**Goal of the exercise**
Among the lines of this material, find those holding the word "seed" and report how many there are, with nothing added.

START Dataset

impl SessionController {
    pub fn new(
        config: SessionConfig,
        service: Box<dyn GenerativeService>,
        events_path: impl Into<PathBuf>,
    ) -> Result<Self> {
        let registry = ModelRegistry::default();
        if registry.ensure(&config.image_model, CAP_IMAGE).is_none() {
            bail!(
                "model '{}' is not a known image model",
                config.image_model
            );
        }
        if registry.ensure(&config.text_model, CAP_TEXT).is_none() {
            bail!("model '{}' is not a known text model", config.text_model);
        }

        let session_id = Uuid::new_v4().to_string();
        let log = SessionLog::new(events_path.into(), session_id);
        log.emit(
            "session_started",
            payload(json!({
                "service": service.name(),
                "image_model": config.image_model,
                "text_model": config.text_model,
            })),
        )?;

        Ok(Self {
            config,
            state: SessionState::new(),
            service,
            registry,
            log,
        })
    }

    /// Controller wired to the live Gemini backend, using the configured or
    /// environment-supplied key. Fails when neither exists.
    pub fn gemini(config: SessionConfig, events_path: impl Into<PathBuf>) -> Result<Self> {
        let Some(api_key) = config.resolved_api_key() else {
            bail!("{}", SessionError::MissingApiKey);
        };
        let service = GeminiService::with_timeout(api_key, config.request_timeout_s);
        Self::new(config, Box::new(service), events_path)
    }

    pub fn state(&self) -> &SessionState {
        &self.state
    }

    pub fn state_mut(&mut self) -> &mut SessionState {
        &mut self.state
    }

    pub fn session_id(&self) -> &str {
        self.log.session_id()
    }

    pub fn log(&self) -> &SessionLog {
        &self.log
    }

    pub fn registry(&self) -> &ModelRegistry {
        &self.registry
    }

    /// Appends the preset clause to the draft and remembers the selection.
    /// Re-applying stacks the clause again.
    pub fn apply_preset(&mut self, preset: StylePreset) {
        self.state.selected_preset = preset;
        if preset == StylePreset::None {
            return;
        }
        self.state.prompt_draft = apply_preset(&self.state.prompt_draft, preset);
    }

    /// Replaces the attached reference images. Files that do not declare a
    /// JPEG/PNG mime type are rejected up front, the way the surface's
    /// picker refuses them; of what remains, only the first
    /// [`MAX_REFERENCE_IMAGES`] files are considered, and an unreadable
    /// file inside that window is skipped without promoting a later file
    /// into its place. Returns how many files were attached.
    pub fn attach_reference_images(&mut self, files: Vec<ImageBlob>) -> usize {
        let mut eligible = Vec::new();
        for file in files {
            if !is_supported_reference_mime(&file.mime_type) {
                // Event log is best-effort; a full disk must not block the session.
                self.log
                    .warning(format!(
                        "Rejected {}: only JPEG/PNG reference images are accepted",
                        file.filename
                    ))
                    .ok();
                continue;
            }
            eligible.push(file);
        }
        eligible.truncate(MAX_REFERENCE_IMAGES);

        let mut readable = Vec::new();
        for file in eligible {
            if let Err(err) = image::load_from_memory(&file.bytes) {
                self.log
                    .warning(format!("Could not read {}: {err}", file.filename))
                    .ok();
                continue;
            }
            readable.push(file);
        }
        self.state.attach_reference_images(readable);
        self.state.reference_images().len()
    }

    /// Rewrites the draft through the text model. On success the enhanced
    /// text is stored and returned; on service failure the original draft
    /// comes back unchanged and the failure is only visible in the event
    /// log. Configuration and validation problems are still hard errors.
    pub fn enhance_prompt(&mut self, aspect_ratio: &str) -> Result<String, SessionError> {
        if self.service.requires_api_key() && self.config.resolved_api_key().is_none() {
            return Err(SessionError::MissingApiKey);
        }
        let draft = self.state.prompt_draft.clone();
        if draft.trim().is_empty() {
            return Err(SessionError::invalid("write a base prompt first"));
        }

        let request = EnhanceRequest {
            prompt: draft.clone(),
            model: self.config.text_model.clone(),
            aspect_ratio: aspect_ratio.to_string(),
            preset_label: match self.state.selected_preset {
                StylePreset::None => None,
                preset => Some(preset.label().to_string()),
            },
            reference_image_count: self.state.reference_images().len(),
        };

        match self.service.enhance(&request) {
            Ok(text) => {
                let enhanced = text.trim().to_string();
                self.state.enhanced_prompt = enhanced.clone();
                self.log
                    .emit(
                        "prompt_enhanced",
                        payload(json!({ "chars": enhanced.len() })),
                    )
                    .ok();
                Ok(enhanced)
            }
            Err(err) => {
                self.log
                    .warning(format!(
                        "Prompt enhancement failed; keeping original draft: {}",
                        error_chain_text(&err, 512)
                    ))
                    .ok();
                Ok(draft)
            }
        }
    }

    /// Promotes the last enhanced prompt into the editable draft. The change
    /// is visible to the very next read of the draft.
    pub fn replace_prompt_with_enhanced(&mut self) -> Result<(), SessionError> {
        if self.state.enhanced_prompt.is_empty() {
            return Err(SessionError::invalid("no enhanced prompt available"));
        }
        self.state.prompt_draft = self.state.enhanced_prompt.clone();
        Ok(())
    }

    /// Submits the composed prompt plus reference images and, on success,
    /// swaps in the new result set and archives it to the library in one
    /// step. Any failure leaves the session state exactly as it was.
    pub fn generate(
        &mut self,
        aspect_ratio: &str,
        seed: u64,
    ) -> Result<GenerationOutcome, SessionError> {
        if self.service.requires_api_key() && self.config.resolved_api_key().is_none() {
            return Err(SessionError::MissingApiKey);
        }
        if self.state.prompt_draft.trim().is_empty() {
            return Err(SessionError::invalid("write a prompt first"));
        }

        let submitted_prompt =
            compose_submission_prompt(&self.state.prompt_draft, aspect_ratio, seed);
        let request = GenerateRequest {
            prompt: submitted_prompt.clone(),
            model: self.config.image_model.clone(),
            images: self
                .state
                .reference_images()
                .iter()
                .take(MAX_REFERENCE_IMAGES)
                .cloned()
                .collect(),
        };

        self.log
            .emit(
                "generation_started",
                payload(json!({
                    "model": request.model,
                    "aspect_ratio": aspect_ratio,
                    "seed": seed,
                    "reference_images": request.images.len(),
                })),
            )
            .ok();

        let response = self
            .service
            .generate(&request)
            .map_err(|err| SessionError::Service(error_chain_text(&err, 512)))?;
        for warning in &response.warnings {
            self.log.warning(warning.clone()).ok();
        }
        if response.images.is_empty() {
            return Err(SessionError::NoImages);
        }

        let image_count = response.images.len();
        self.state
            .record_generation(submitted_prompt.clone(), response.images);
        self.log
            .emit(
                "generation_finished",
                payload(json!({
                    "image_count": image_count,
                    "library_size": self.state.library().len(),
                })),
            )
            .ok();

        Ok(GenerationOutcome {
            image_count,
            warnings: response.warnings,
            submitted_prompt,
        })
    }

    /// Drops the current result set and its paired prompt. The library is
    /// untouched.
    pub fn clear_results(&mut self) {
        self.state.clear_results();
        self.log.emit("results_cleared", EventPayload::new()).ok();
    }
}
use std::process::ExitCode;

fn main() -> ExitCode {
    match agrodash::app::run() {
        Ok(()) => ExitCode::SUCCESS,
        Err(err) => {
            eprintln!("{err}");
            ExitCode::from(err.exit_code())
        }
    }
}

END Dataset

**Result for this task**
3